“Then it was all a dream?” I interrupted.
“Is not everything a dream, even life itself, Allan? If so, what can this be that thou hast seen, but a dream within a dream, and itself containing other dreams, as in the old days the ball fashioned by the eastern workers of ivory would oft be found to contain another ball, and this yet another and another and another, till at the inmost might be found a bead of gold, or perchance a jewel, which was the prize of him who could draw out ball from ball and leave them all unbroken. That search was difficult and rarely was the jewel come by, if at all, so that some said there was none, save in the maker’s mind. Yes, I have seen a man go crazed with seeking and die with the mystery unsolved. How much harder, then, is it to come at the diamond of Truth which lies at the core of all our nest of dreams and without which to rest upon they could not be fashioned to seem realities?”

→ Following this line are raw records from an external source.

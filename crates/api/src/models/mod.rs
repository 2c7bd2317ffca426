pub mod buffer;
pub mod completion;
pub mod types;

pub use buffer::*;
pub use completion::*;
pub use types::*;
use serde::Deserialize;

/// Tunables of the template engine.
///
/// Every field has a default, so hosts may deserialize a partial JSON object.
#[derive(Debug, Clone, Deserialize)]
#[serde(default)]
pub struct TemplateConfig {
    /// Supertype whose first type argument is the element type of an iterable.
    pub iterable_type: String,
    /// Fallback supertype when the iterable binding cannot be computed.
    pub collection_type: String,
    /// Candidate names for `${index}`, in preference order.
    pub index_names: Vec<String>,
    /// Upper bound on supertype walks, guards against cyclic project models.
    pub max_hierarchy_depth: usize,
    pub naming: NamingConfig,
}

impl Default for TemplateConfig {
    fn default() -> Self {
        Self {
            iterable_type: "java.lang.Iterable".to_string(),
            collection_type: "java.util.Collection".to_string(),
            index_names: ["i", "j", "k", "l", "m", "n"]
                .into_iter()
                .map(String::from)
                .collect(),
            max_hierarchy_depth: 32,
            naming: NamingConfig::default(),
        }
    }
}

/// Code style for suggested local variable names.
#[derive(Debug, Clone, Deserialize)]
#[serde(default)]
pub struct NamingConfig {
    pub local_prefixes: Vec<String>,
    pub local_suffixes: Vec<String>,
    /// Append a counter to suggestions that collide with a Java keyword.
    pub avoid_keywords: bool,
}

impl Default for NamingConfig {
    fn default() -> Self {
        Self {
            local_prefixes: Vec::new(),
            local_suffixes: Vec::new(),
            avoid_keywords: true,
        }
    }
}

#[cfg(test)]
mod tests {
    use super::*;

    #[test]
    fn test_partial_config_keeps_defaults() {
        let config: TemplateConfig =
            serde_json::from_str(r#"{ "index_names": ["idx"], "naming": { "local_prefixes": ["l"] } }"#)
                .unwrap();
        assert_eq!(config.index_names, vec!["idx".to_string()]);
        assert_eq!(config.iterable_type, "java.lang.Iterable");
        assert_eq!(config.naming.local_prefixes, vec!["l".to_string()]);
        assert!(config.naming.avoid_keywords);
    }
}
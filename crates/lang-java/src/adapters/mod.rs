//! Adapters that implement the type collaborators for various data sources.

mod memory;
mod noop;

pub use memory::InMemoryTypeSystem;
pub use noop::NoOpTypeSystem;
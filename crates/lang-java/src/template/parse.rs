//! Template text: `${name}`, `${name:type}`, `${name:type(p1, 'p 2')}` and `$$`.

use crate::error::{Result, TemplateError};
use once_cell::sync::Lazy;
use regex::Regex;

static VARIABLE: Lazy<Regex> = Lazy::new(|| {
    Regex::new(
        r"\A\$\{\s*(?P<name>\w*)\s*(?::\s*(?P<type>[\w.]+)\s*(?:\((?P<params>(?:'(?:[^']|'')*'|[^)'])*)\))?\s*)?\}",
    )
    .expect("template variable pattern must compile")
});

/// Variables whose name doubles as their type when no type is given.
const LEGACY_TYPES: &[&str] = &[
    "array",
    "array_type",
    "array_element",
    "iterable",
    "iterable_type",
    "iterable_element",
    "collection",
    "index",
    "cursor",
];

/// A variable of the template, with every place it occurs.
#[derive(Debug, Clone, PartialEq, Eq)]
pub struct TemplateVariable {
    pub name: String,
    /// Resolver type, e.g. `iterableVar` in `${list:iterableVar}`.
    pub type_name: Option<String>,
    pub params: Vec<String>,
}

#[derive(Debug, Clone, PartialEq, Eq)]
pub enum Segment {
    Text(String),
    /// Occurrence of `variables[index]`.
    Variable(usize),
}

#[derive(Debug, Clone, PartialEq, Eq)]
pub struct ParsedTemplate {
    pub segments: Vec<Segment>,
    /// Variables in order of first occurrence.
    pub variables: Vec<TemplateVariable>,
}

impl ParsedTemplate {
    pub fn variable_index(&self, name: &str) -> Option<usize> {
        self.variables.iter().position(|v| v.name == name)
    }
}

pub fn parse_template(template: &str) -> Result<ParsedTemplate> {
    let mut segments = Vec::new();
    let mut variables: Vec<TemplateVariable> = Vec::new();
    let mut text = String::new();
    let mut pos = 0;

    while let Some(found) = template[pos..].find('$') {
        let start = pos + found;
        text.push_str(&template[pos..start]);
        let rest = &template[start..];

        if rest.starts_with("$$") {
            text.push('$');
            pos = start + 2;
            continue;
        }

        let Some(caps) = VARIABLE.captures(rest) else {
            let message = if rest.starts_with("${") {
                "malformed variable"
            } else {
                "single dollar sign, use $$ for a literal $"
            };
            return Err(TemplateError::Syntax {
                offset: start,
                message: message.to_string(),
            });
        };

        let name = caps.name("name").map_or("", |m| m.as_str()).to_string();
        if name.is_empty() {
            return Err(TemplateError::Syntax {
                offset: start,
                message: "variable without a name".to_string(),
            });
        }
        let type_name = caps
            .name("type")
            .map(|m| m.as_str().to_string())
            .or_else(|| LEGACY_TYPES.contains(&name.as_str()).then(|| name.clone()));
        let params = match caps.name("params") {
            Some(m) => split_params(m.as_str()),
            None => Vec::new(),
        };

        let index = match variables.iter().position(|v| v.name == name) {
            Some(index) => {
                let existing = &mut variables[index];
                if caps.name("type").is_some() {
                    if existing.type_name.is_some() && existing.type_name != type_name {
                        return Err(TemplateError::Syntax {
                            offset: start,
                            message: format!("variable `{}` declared with two types", name),
                        });
                    }
                    existing.type_name = type_name;
                    if existing.params.is_empty() {
                        existing.params = params;
                    }
                }
                index
            }
            None => {
                variables.push(TemplateVariable {
                    name,
                    type_name,
                    params,
                });
                variables.len() - 1
            }
        };

        if !text.is_empty() {
            segments.push(Segment::Text(std::mem::take(&mut text)));
        }
        segments.push(Segment::Variable(index));
        pos = start + caps.get(0).map_or(1, |m| m.end());
    }

    text.push_str(&template[pos..]);
    if !text.is_empty() {
        segments.push(Segment::Text(text));
    }

    Ok(ParsedTemplate {
        segments,
        variables,
    })
}

/// Split a parameter list on top-level commas; quoted parameters lose their quotes.
fn split_params(params: &str) -> Vec<String> {
    let mut result = Vec::new();
    let mut current = String::new();
    let mut quoted = false;
    let mut depth = 0usize;
    let mut chars = params.chars().peekable();

    while let Some(c) = chars.next() {
        match c {
            '\'' if quoted => {
                if chars.peek() == Some(&'\'') {
                    chars.next();
                    current.push('\'');
                } else {
                    quoted = false;
                }
            }
            '\'' => quoted = true,
            '<' if !quoted => {
                depth += 1;
                current.push(c);
            }
            '>' if !quoted => {
                depth = depth.saturating_sub(1);
                current.push(c);
            }
            ',' if !quoted && depth == 0 => {
                result.push(current.trim().to_string());
                current.clear();
            }
            _ => current.push(c),
        }
    }
    if !current.trim().is_empty() || !result.is_empty() {
        result.push(current.trim().to_string());
    }
    result
}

“But was it really a dream, and if so, what were the truth and the lesson?” I asked, determined not to allow her to bemuse or escape me with her metaphysical talk and illustrations.
“The first question has been answered, Allan, as well as I can answer, who am not the architect of this great globe of dreams, and as yet cannot clearly see the ineffable gem within, whose prisoned rays illuminate their substance, though so dimly that only those with the insight of a god can catch their glamour in the night of thought, since to most they are dark as glow-flies in the glare of noon.”
“Then what are the truth and the lesson?” I persisted, perceiving that it was hopeless to extract from her an opinion as to the real nature of my experiences and that I must content myself with her deductions from them.
“Thou tellest me, Allan, that in thy dream or vision thou didst seem to appear before thyself seated on a throne and in that self to find thy judge. That is the Truth whereof I spoke, though how it found its way through the black and ignorant shell of one whose wit is so small, is more than I can guess, since I believed that it was revealed to me alone.”
(Now I, Allan, thought to myself that I began to see the origin of all these fantasies and that for once Ayesha had made a slip. If she had a theory and I developed that same theory in a hypnotic condition, it was not difficult to guess its fount. However, I kept my mouth shut, and luckily for once she did not seem to read my mind, perhaps because she was too much occupied in spinning her smooth web of entangling words.)
“All men worship their own god,” she went on, “and yet seem not to know that this god dwells within them and that of him they are a part. There he dwells and there they mould him to their own fashion, as the potter moulds his clay, though whatever the shape he seems to take beneath their fingers, still he remains the god infinite and unalterable. Still he is the Seeker and the Sought, the Prayer and its Fulfilment, the Love and the Hate, the Virtue and the Vice, since all these qualities the alchemy of his spirit turns into an ultimate and eternal Good. For the god is in all things and all things are in the god, whom men clothe with such diverse garments and whose countenance they hide beneath so many masks.